Sunday (May 14) marks 25 years since Frank Sinatra died at the age of 82. That’s hard to imagine, because he remains an icon and a cultural force. His compilation Nothing but the Best reached No. 2 on the Billboard 200 in May 2008, a decade after his death. Jay-Z gave him a shout-out in “Empire State of Mind,” his 2009 smash with Alicia Keys: “I’m the new Sinatra, and since I made it here/ I can make it anywhere, yeah, they love me everywhere.”

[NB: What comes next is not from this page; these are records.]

//! 测试辅助：本地 HTTP 规则源

use std::sync::{Arc, Mutex};

use tokio::io::{AsyncReadExt, AsyncWriteExt};
use tokio::net::TcpListener;

/// 按顺序返回预置响应，每个连接一次，记录请求头
pub async fn spawn_origin(responses: Vec<String>) -> (String, Arc<Mutex<Vec<String>>>) {
    let listener = TcpListener::bind("127.0.0.1:0").await.unwrap();
    let addr = listener.local_addr().unwrap();
    let requests = Arc::new(Mutex::new(Vec::new()));
    let seen = requests.clone();

    tokio::spawn(async move {
        for response in responses {
            let Ok((mut stream, _)) = listener.accept().await else {
                return;
            };
            let mut buf = vec![0u8; 8192];
            let mut received = Vec::new();
            loop {
                let n = stream.read(&mut buf).await.unwrap_or(0);
                if n == 0 {
                    break;
                }
                received.extend_from_slice(&buf[..n]);
                if received.windows(4).any(|w| w == b"\r\n\r\n") {
                    break;
                }
            }
            seen.lock()
                .unwrap()
                .push(String::from_utf8_lossy(&received).to_string());
            let _ = stream.write_all(response.as_bytes()).await;
            let _ = stream.shutdown().await;
        }
    });

    (format!("http://{}", addr), requests)
}

pub fn ok_response(body: &str, etag: Option<&str>) -> String {
    let etag_line = etag
        .map(|e| format!("ETag: \"{}\"\r\n", e))
        .unwrap_or_default();
    format!(
        "HTTP/1.1 200 OK\r\nContent-Length: {}\r\n{}Connection: close\r\n\r\n{}",
        body.len(),
        etag_line,
        body
    )
}

pub fn status_response(code: u16, reason: &str) -> String {
    format!(
        "HTTP/1.1 {} {}\r\nContent-Length: 0\r\nConnection: close\r\n\r\n",
        code, reason
    )
}
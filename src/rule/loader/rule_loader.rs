use tracing::{debug, info, warn};

use crate::config::GlobalConfig;
use crate::error::RmResult;
use crate::rule::loader::RemoteRuleFetcher;
use crate::rule::merger::RuleMerger;
use crate::rule::model::{Category, RuleSet};
use crate::rule::parser::{ParsedSource, RuleParser};
use crate::utils::preview_list;

/// 单个分类的加载结果
#[derive(Debug, Clone)]
pub struct CategoryLoad {
    pub category: Category,
    /// None：没有任何规则源成功，本轮跳过该分类
    pub rules: Option<RuleSet>,
    pub sources_ok: usize,
    pub sources_failed: usize,
    /// 无法识别而被跳过的规则行数
    pub skipped_lines: usize,
}

/// 规则加载器：逐个拉取分类下的规则源，解析并合并
pub struct RuleLoader {
    fetcher: RemoteRuleFetcher,
    parser: RuleParser,
    merger: RuleMerger,
}

impl RuleLoader {
    pub fn new(config: &GlobalConfig) -> RmResult<Self> {
        Ok(Self::with_fetcher(RemoteRuleFetcher::new(config)?))
    }

    pub fn with_fetcher(fetcher: RemoteRuleFetcher) -> Self {
        Self {
            fetcher,
            parser: RuleParser,
            merger: RuleMerger,
        }
    }

    /// 加载单个分类：单个规则源失败只记录日志并跳过
    pub async fn load_category(&mut self, config: &GlobalConfig, category: Category) -> CategoryLoad {
        let urls = config.sources_for(category);
        let mut parsed_sources: Vec<ParsedSource> = Vec::with_capacity(urls.len());
        let mut sources_failed = 0;
        let mut skipped_lines = 0;
        debug!("[{}] 规则源：{}", category, preview_list(urls));

        for url in urls {
            debug!("[{}] 开始拉取 {}", category, url);
            match self.fetcher.fetch_source(config, url).await {
                Ok(fetched) => {
                    let parsed = self.parser.parse_entries(&fetched.payload);
                    debug!(
                        "[{}] {} 解析完成：有效 {} 条，跳过 {} 行（来源：{}）",
                        category,
                        url,
                        parsed.entries.len(),
                        parsed.skipped,
                        fetched.origin
                    );
                    skipped_lines += parsed.skipped;
                    parsed_sources.push(parsed);
                }
                Err(e) => {
                    warn!("[{}] 处理规则源失败 {}：{}", category, url, e);
                    sources_failed += 1;
                }
            }
        }

        let sources_ok = parsed_sources.len();
        let rules = if parsed_sources.is_empty() {
            warn!("[{}] 没有可用的规则源，跳过该分类", category);
            None
        } else {
            let merged = self.merger.merge(parsed_sources);
            info!(
                "[{}] 合并完成：{} 个规则源，{} 条规则",
                category,
                sources_ok,
                merged.len()
            );
            Some(merged)
        };

        CategoryLoad {
            category,
            rules,
            sources_ok,
            sources_failed,
            skipped_lines,
        }
    }

    /// 按固定顺序加载全部分类
    pub async fn load_all(&mut self, config: &GlobalConfig) -> Vec<CategoryLoad> {
        let mut loads = Vec::with_capacity(Category::ALL.len());
        for category in Category::ALL {
            loads.push(self.load_category(config, category).await);
        }
        debug!("原始URL可达状态：{:?}", self.fetcher.raw_url_status());
        loads
    }
}
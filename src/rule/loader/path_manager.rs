use std::collections::hash_map::DefaultHasher;
use std::fs;
use std::hash::{Hash, Hasher};
use std::path::PathBuf;

use crate::config::GlobalConfig;

/// 缓存路径管理器
#[derive(Default)]
pub struct RulePathManager;

impl RulePathManager {
    /// 获取 ETag 记录文件路径（缓存根目录/etag_records.json）
    pub fn get_etag_record_path(&self, config: &GlobalConfig) -> PathBuf {
        self.ensure_cache_dir_exists(config);
        config.cache_dir.join("etag_records.json")
    }

    /// 获取规则源缓存目录（缓存根目录/sources）
    pub fn get_source_cache_dir(&self, config: &GlobalConfig) -> PathBuf {
        let dir = config.cache_dir.join("sources");
        if !dir.exists() {
            let _ = fs::create_dir_all(&dir);
        }
        dir
    }

    /// 规则源缓存文件路径：相同 URL → 相同哈希 → 相同文件名（实现覆盖）
    pub fn source_cache_file_path(&self, config: &GlobalConfig, url: &str) -> PathBuf {
        let mut hasher = DefaultHasher::new();
        url.hash(&mut hasher);
        let hash = hasher.finish();
        self.get_source_cache_dir(config)
            .join(format!("source_{:016x}.mp", hash))
    }

    /// 统一确保缓存目录存在
    fn ensure_cache_dir_exists(&self, config: &GlobalConfig) {
        let cache_dir = &config.cache_dir;
        if !cache_dir.exists() {
            let _ = fs::create_dir_all(cache_dir);
        }
    }
}

#[cfg(test)]
mod tests {
    use super::*;
    use crate::config::ConfigManager;

    #[test]
    fn test_source_cache_path_stable_per_url() {
        let dir = tempfile::tempdir().unwrap();
        let config = ConfigManager::custom()
            .cache_dir(dir.path().to_path_buf())
            .build();
        let pm = RulePathManager;

        let a1 = pm.source_cache_file_path(&config, "https://example.com/a.list");
        let a2 = pm.source_cache_file_path(&config, "https://example.com/a.list");
        let b = pm.source_cache_file_path(&config, "https://example.com/b.list");
        assert_eq!(a1, a2);
        assert_ne!(a1, b);
        assert!(a1.starts_with(dir.path().join("sources")));
        assert!(dir.path().join("sources").is_dir());
    }
}
impl RemoteRuleFetcher {
    pub fn new(config: &GlobalConfig) -> RmResult<Self> {
        let client = Client::builder()
            .timeout(Duration::from_secs(config.http_timeout))
            .user_agent(config.user_agent.clone())
            .gzip(true)
            .build()?;

        let mirror_prefix = config
            .gh_proxy_url
            .as_deref()
            .map(str::trim)
            .filter(|p| !p.is_empty())
            .map(|p| {
                if p.ends_with('/') {
                    p.to_string()
                } else {
                    format!("{}/", p)
                }
            });

        Ok(Self {
            client,
            retry: config.retry,
            mirror_prefix,
            mirror_hosts: config.mirror_hosts.clone(),
            raw_url_status: RawUrlStatus::Untried,
            parser: RuleParser,
            etag_manager: EtagManager::default(),
        })
    }

    pub fn raw_url_status(&self) -> RawUrlStatus {
        self.raw_url_status
    }

    /// 构建镜像URL：<prefix><去掉协议头的原始URL>，仅 mirror_hosts 中的域名可用
    pub fn mirror_url(&self, url: &str) -> Option<String> {
        let prefix = self.mirror_prefix.as_ref()?;
        let parsed = Url::parse(url).ok()?;
        let host = parsed.host_str()?;
        if !self.mirror_hosts.iter().any(|h| h.eq_ignore_ascii_case(host)) {
            return None;
        }
        let path = url
            .trim_start_matches("https://")
            .trim_start_matches("http://");
        Some(format!("{}{}", prefix, path))
    }

    /// 通用异步重试逻辑
    /// 保留最后一次错误信息，两次尝试间隔1秒；4xx 不重试
    async fn simple_retry<F, Fut, T>(&self, max_retries: usize, mut func: F) -> RmResult<T>
    where
        F: FnMut() -> Fut,
        Fut: std::future::Future<Output = RmResult<T>> + Send + 'static,
    {
        let mut last_err: Option<RuleMergeError> = None;

        for attempt in 0..=max_retries {
            match func().await {
                Ok(res) => return Ok(res),
                Err(e) if !is_retryable(&e) => return Err(e),
                Err(e) => {
                    if attempt < max_retries {
                        warn!(
                            "Request failed: {}, retrying (attempt {}/{})",
                            e,
                            attempt + 1,
                            max_retries
                        );
                        tokio::time::sleep(Duration::from_secs(1)).await;
                    }
                    last_err = Some(e);
                }
            }
        }

        Err(last_err.unwrap_or_else(|| {
            RuleMergeError::RuleLoadError("All retry attempts exhausted".to_string())
        }))
    }

    /// 按重试策略请求单个URL
    async fn request_with_retry(&self, url: &str, etag: Option<&str>) -> RmResult<HttpOutcome> {
        let max_retries = self.retry.max_retries();
        self.simple_retry(max_retries, || {
            // 捕获上下文变量（clone避免生命周期问题）
            send_request(self.client.clone(), url.to_string(), etag.map(str::to_string))
        })
        .await
    }

    /// 根据镜像可达状态选择线路
    async fn request_with_routes(
        &mut self,
        url: &str,
        etag: Option<&str>,
    ) -> RmResult<(HttpOutcome, FetchOrigin)> {
        let Some(mirror) = self.mirror_url(url) else {
            let outcome = self.request_with_retry(url, etag).await?;
            return Ok((outcome, FetchOrigin::Remote));
        };

        if self.raw_url_status != RawUrlStatus::Inaccessible {
            match self.request_with_retry(url, etag).await {
                Ok(outcome) => {
                    self.raw_url_status = RawUrlStatus::Accessible;
                    return Ok((outcome, FetchOrigin::Remote));
                }
                Err(e) if is_route_error(&e) => {
                    warn!("原始URL拉取失败：{}，切换为镜像URL：{}", e, mirror);
                    self.raw_url_status = RawUrlStatus::Inaccessible;
                }
                Err(e) => {
                    // 线路可达，仅该规则源失败
                    self.raw_url_status = RawUrlStatus::Accessible;
                    return Err(e);
                }
            }
        } else {
            debug!("原始URL不可访问，直接使用镜像URL拉取：{}", mirror);
        }

        let outcome = self.request_with_retry(&mirror, etag).await?;
        Ok((outcome, FetchOrigin::Mirror))
    }

    /// 拉取并解析单个规则源
    /// 返回：payload 行 | 错误（无可用缓存时）
    pub async fn fetch_source(
        &mut self,
        config: &GlobalConfig,
        url: &str,
    ) -> RmResult<FetchedSource> {
        let format = SourceFormat::from_url(url)?;

        let cached = if config.use_cache {
            SourceCacheManager::load_from_cache(config, url).await.ok()
        } else {
            None
        };
        let mut etag_records = if config.use_cache {
            self.etag_manager.load(config).unwrap_or_else(|e| {
                warn!("ETag 记录读取失败：{}", e);
                ETagTotalRecord::default()
            })
        } else {
            ETagTotalRecord::default()
        };
        let local_etag = match &cached {
            Some(_) => etag_records.find_record(url).map(|r| r.etag.clone()),
            None => None,
        };

        let result = match self.request_with_routes(url, local_etag.as_deref()).await {
            Ok((HttpOutcome::NotModified, _)) => match cached.clone() {
                Some(c) => {
                    debug!("[{}] 远程未变化（304），使用本地缓存", url);
                    Ok(FetchedSource::from_cache(c, FetchOrigin::NotModified))
                }
                None => Err(RuleMergeError::RuleLoadError(format!(
                    "URL {} 返回 304 但本地无缓存",
                    url
                ))),
            },
            Ok((HttpOutcome::Body { text, etag }, origin)) => {
                match self.parser.parse_payload(&text, format) {
                    Ok(payload) => {
                        if config.use_cache {
                            self.store(config, &mut etag_records, url, format, &payload, etag)
                                .await;
                        }
                        Ok(FetchedSource {
                            url: url.to_string(),
                            format,
                            payload,
                            origin,
                        })
                    }
                    Err(e) => {
                        debug!("无法解析的响应体：{}", preview_compact(&text, 120));
                        Err(e)
                    }
                }
            }
            Err(e) => Err(e),
        };

        match result {
            Ok(source) => {
                debug!(
                    "[{}] 拉取完成（{}），规则行数：{}",
                    url,
                    source.origin,
                    source.payload.len()
                );
                Ok(source)
            }
            Err(e) => match cached {
                Some(c) if config.offline_fallback => {
                    warn!("[{}] 拉取失败：{}，回退到本地缓存（{} 行）", url, e, c.payload.len());
                    Ok(FetchedSource::from_cache(c, FetchOrigin::StaleCache))
                }
                _ => Err(e),
            },
        }
    }

    /// 写入 payload 缓存与 ETag 记录，失败仅记录警告
    /// 响应无 ETag 时移除旧记录，避免下次用过期标签命中 304
    async fn store(
        &self,
        config: &GlobalConfig,
        etag_records: &mut ETagTotalRecord,
        url: &str,
        format: SourceFormat,
        payload: &[String],
        etag: Option<String>,
    ) {
        let fetched_at = SystemTime::now()
            .duration_since(UNIX_EPOCH)
            .map(|d| d.as_secs())
            .unwrap_or_default();
        let cached = CachedSource {
            url: url.to_string(),
            format,
            payload: payload.to_vec(),
            fetched_at,
        };

        let cache_path = match SourceCacheManager::save_to_cache(config, &cached).await {
            Ok(path) => path,
            Err(e) => {
                warn!("规则源缓存到本地失败：{}", e);
                return;
            }
        };

        if let Err(e) = self.etag_manager.record_fetch(
            config,
            etag_records,
            url,
            etag,
            cache_path.display().to_string(),
        ) {
            warn!("ETag 记录保存失败：{}", e);
        }
    }
}
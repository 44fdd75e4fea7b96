//! 规则模块：负责规则的数据模型、解析、合并、缓存与加载
pub mod cache;
pub mod loader;
pub mod merger;
pub mod model;
pub mod parser;

// 导出核心接口
pub use self::cache::{CachedSource, SourceCacheManager};
pub use self::loader::{CategoryLoad, FetchOrigin, FetchedSource, RemoteRuleFetcher, RuleLoader};
pub use self::merger::{MergedConfig, MergedSection, RuleMerger};
pub use self::model::{Category, RuleEntry, RuleKey, RuleKind, RuleSet, SourceFormat};
pub use self::parser::{ParsedSource, RuleParser};
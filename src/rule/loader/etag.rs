use serde::{Deserialize, Serialize};

/// ETag 记录（单个远程源）
#[derive(Debug, Serialize, Deserialize, Clone, PartialEq, Eq)]
pub struct ETagRecord {
    /// 远程源 URL
    pub source_url: String,
    /// 远程文件 ETag（已去除 W/ 前缀和引号）
    pub etag: String,
    /// 本地缓存文件路径
    pub local_file_path: String,
    /// 最后更新时间（时间戳）
    pub last_update: u64,
}

/// ETag 总记录（序列化到本地文件）
#[derive(Debug, Serialize, Deserialize, Clone, Default)]
pub struct ETagTotalRecord {
    pub records: Vec<ETagRecord>,
}

impl ETagTotalRecord {
    /// 根据源 URL 查找 ETag 记录
    pub fn find_record(&self, source_url: &str) -> Option<&ETagRecord> {
        self.records.iter().find(|r| r.source_url == source_url)
    }

    /// 添加/更新 ETag 记录
    pub fn upsert_record(&mut self, new_record: ETagRecord) {
        self.remove_record(&new_record.source_url);
        self.records.push(new_record);
    }

    /// 移除 ETag 记录，返回是否存在
    pub fn remove_record(&mut self, source_url: &str) -> bool {
        let before = self.records.len();
        self.records.retain(|r| r.source_url != source_url);
        self.records.len() != before
    }
}

/// 清理 ETag（移除 W/ 前缀和引号）
pub fn clean_etag(raw: &str) -> String {
    raw.trim().trim_start_matches("W/").trim_matches('"').to_string()
}
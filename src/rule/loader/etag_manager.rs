use std::fs;
use std::time::{SystemTime, UNIX_EPOCH};

use tracing::debug;

use crate::config::GlobalConfig;
use crate::error::RmResult;
use crate::rule::loader::etag::{ETagRecord, ETagTotalRecord};
use crate::rule::loader::path_manager::RulePathManager;

/// ETag 记录管理器
/// 调用方每个规则源读取一次记录表，在内存中修改后按需写回
#[derive(Default)]
pub struct EtagManager {
    path_manager: RulePathManager,
}

impl EtagManager {
    /// 读取记录表，文件不存在时返回空表
    pub fn load(&self, config: &GlobalConfig) -> RmResult<ETagTotalRecord> {
        let etag_path = self.path_manager.get_etag_record_path(config);
        if !etag_path.exists() {
            return Ok(ETagTotalRecord::default());
        }
        Ok(serde_json::from_str(&fs::read_to_string(&etag_path)?)?)
    }

    pub fn save(&self, config: &GlobalConfig, records: &ETagTotalRecord) -> RmResult<()> {
        let etag_path = self.path_manager.get_etag_record_path(config);
        fs::write(&etag_path, serde_json::to_string_pretty(records)?)?;
        debug!("ETag save to：{}", etag_path.display());
        Ok(())
    }

    /// 记录一次成功拉取：有 ETag 则更新，无 ETag 则移除旧记录
    /// 记录表无变化时不写盘
    pub fn record_fetch(
        &self,
        config: &GlobalConfig,
        records: &mut ETagTotalRecord,
        source_url: &str,
        etag: Option<String>,
        local_file_path: String,
    ) -> RmResult<()> {
        let changed = match etag {
            Some(etag) => {
                records.upsert_record(ETagRecord {
                    source_url: source_url.to_string(),
                    etag,
                    local_file_path,
                    last_update: SystemTime::now().duration_since(UNIX_EPOCH)?.as_secs(),
                });
                true
            }
            None => records.remove_record(source_url),
        };
        if changed {
            self.save(config, records)?;
        }
        Ok(())
    }
}

#[cfg(test)]
mod tests {
    use super::*;
    use crate::config::ConfigManager;

    #[test]
    fn test_record_fetch_updates_and_clears() {
        let dir = tempfile::tempdir().unwrap();
        let config = ConfigManager::custom()
            .cache_dir(dir.path().join("cache"))
            .build();
        let manager = EtagManager::default();

        let mut records = manager.load(&config).unwrap();
        assert!(records.find_record("u").is_none());

        manager
            .record_fetch(&config, &mut records, "u", Some("e1".to_string()), "f".to_string())
            .unwrap();
        manager
            .record_fetch(&config, &mut records, "u", Some("e2".to_string()), "f".to_string())
            .unwrap();
        let on_disk = manager.load(&config).unwrap();
        assert_eq!(on_disk.records.len(), 1);
        assert_eq!(on_disk.find_record("u").unwrap().etag, "e2");

        // 新响应没有 ETag：旧记录必须失效
        manager
            .record_fetch(&config, &mut records, "u", None, "f".to_string())
            .unwrap();
        assert!(manager.load(&config).unwrap().find_record("u").is_none());
    }
}
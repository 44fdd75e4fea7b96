//! 通用工具
pub mod log_format;

pub use log_format::{preview_compact, preview_list};
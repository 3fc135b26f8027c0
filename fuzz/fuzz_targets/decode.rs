#![no_main]
use byteorder::{ByteOrder, LE};
use libfuzzer_sys::fuzz_target;

fuzz_target!(|data: &[u8]| {
    if data.len() < 9 {
        return;
    }
    // size the output from the header like a real container would, but cap
    // it so garbage dimensions don't turn into huge allocations
    let rows = LE::read_u32(&data[1..5]) as usize;
    let cols = LE::read_u32(&data[5..9]) as usize;
    let size = rows.saturating_mul(cols);
    if size > 1 << 22 {
        return;
    }
    let mut output = vec![0u8; size];
    let _ = ndlz::decompress(data, &mut output);
});
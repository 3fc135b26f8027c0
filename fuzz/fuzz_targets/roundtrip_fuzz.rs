#![no_main]
use libfuzzer_sys::fuzz_target;
use ndlz::{compress, compress_bound, decompress, BlockShape};

fuzz_target!(|data: &[u8]| {
    if data.len() < 2 {
        return;
    }
    // first two bytes pick the shape, the rest is the block
    let rows = data[0] as u32 + 1;
    let cols = data[1] as u32 + 1;
    let shape = BlockShape::new(rows, cols);
    let block = &data[2..];
    if block.len() != shape.len() || block.len() < 16 {
        return;
    }

    let mut compressed = vec![0u8; compress_bound(shape)];
    let written = compress(block, shape, &mut compressed).expect("bound-sized buffer never overflows");

    let mut restored = vec![0u8; block.len()];
    decompress(&compressed[..written], &mut restored).expect("own output must decode");
    assert!(restored == block, "decompression result did not match the original block");
});
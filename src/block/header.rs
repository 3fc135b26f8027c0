use byteorder::{ByteOrder, LE};
use culpa::{throw, throws};
use thiserror::Error;

use super::layout::BlockShape;
use super::HEADER_SIZE;

/// Only two-dimensional blocks exist in this format.
const RANK: u8 = 2;

/// Errors when parsing a block header.
#[derive(Clone, Copy, Debug, Eq, PartialEq, Hash, Error)]
pub enum ParseError {
    #[error("input shorter than the 9-byte block header; this is not a block stream")]
    Truncated,
    #[error("header declares rank {0}, but this codec only handles rank-2 blocks")]
    UnsupportedRank(u8),
}

/// Write the 9-byte header: rank, then both dimensions as little-endian u32.
///
/// The caller guarantees `out` holds at least [`HEADER_SIZE`] bytes.
pub(crate) fn write_header(shape: BlockShape, out: &mut [u8]) {
    out[0] = RANK;
    LE::write_u32(&mut out[1..5], shape.rows);
    LE::write_u32(&mut out[5..9], shape.cols);
}

/// Read the header back off the front of a compressed stream.
#[throws(ParseError)]
pub(crate) fn parse_header(input: &[u8]) -> BlockShape {
    if input.len() < HEADER_SIZE {
        throw!(ParseError::Truncated);
    }
    let rank = input[0];
    if rank != RANK {
        throw!(ParseError::UnsupportedRank(rank));
    }
    BlockShape {
        rows: LE::read_u32(&input[1..5]),
        cols: LE::read_u32(&input[5..9]),
    }
}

Sinatra had major hits spanning 40 years, from “I’ll Never Smile Again” in 1940, which he recorded with Tommy Dorsey and His Orchestra, to “Theme From New York, New York” in 1980, in which he took a song Liza Minnelli had introduced three years earlier in the film of the same name and simply took it to another level. It became his final top 40 hit on the Billboard Hot 100.
Sinatra had four No. 1 albums on the Billboard 200 (which originated in 1956): Come Fly With Me (1958), Frank Sinatra Sings for Only the Lonely (1958), Nice ‘N’ Easy (1960) and Strangers in the Night (1966).
He topped the Billboard Hot 100 (which originated in 1958) twice — with “Strangers in the Night” (1966) and “Somethin’ Stupid,” a duet with his daughter, Nancy Sinatra (1967).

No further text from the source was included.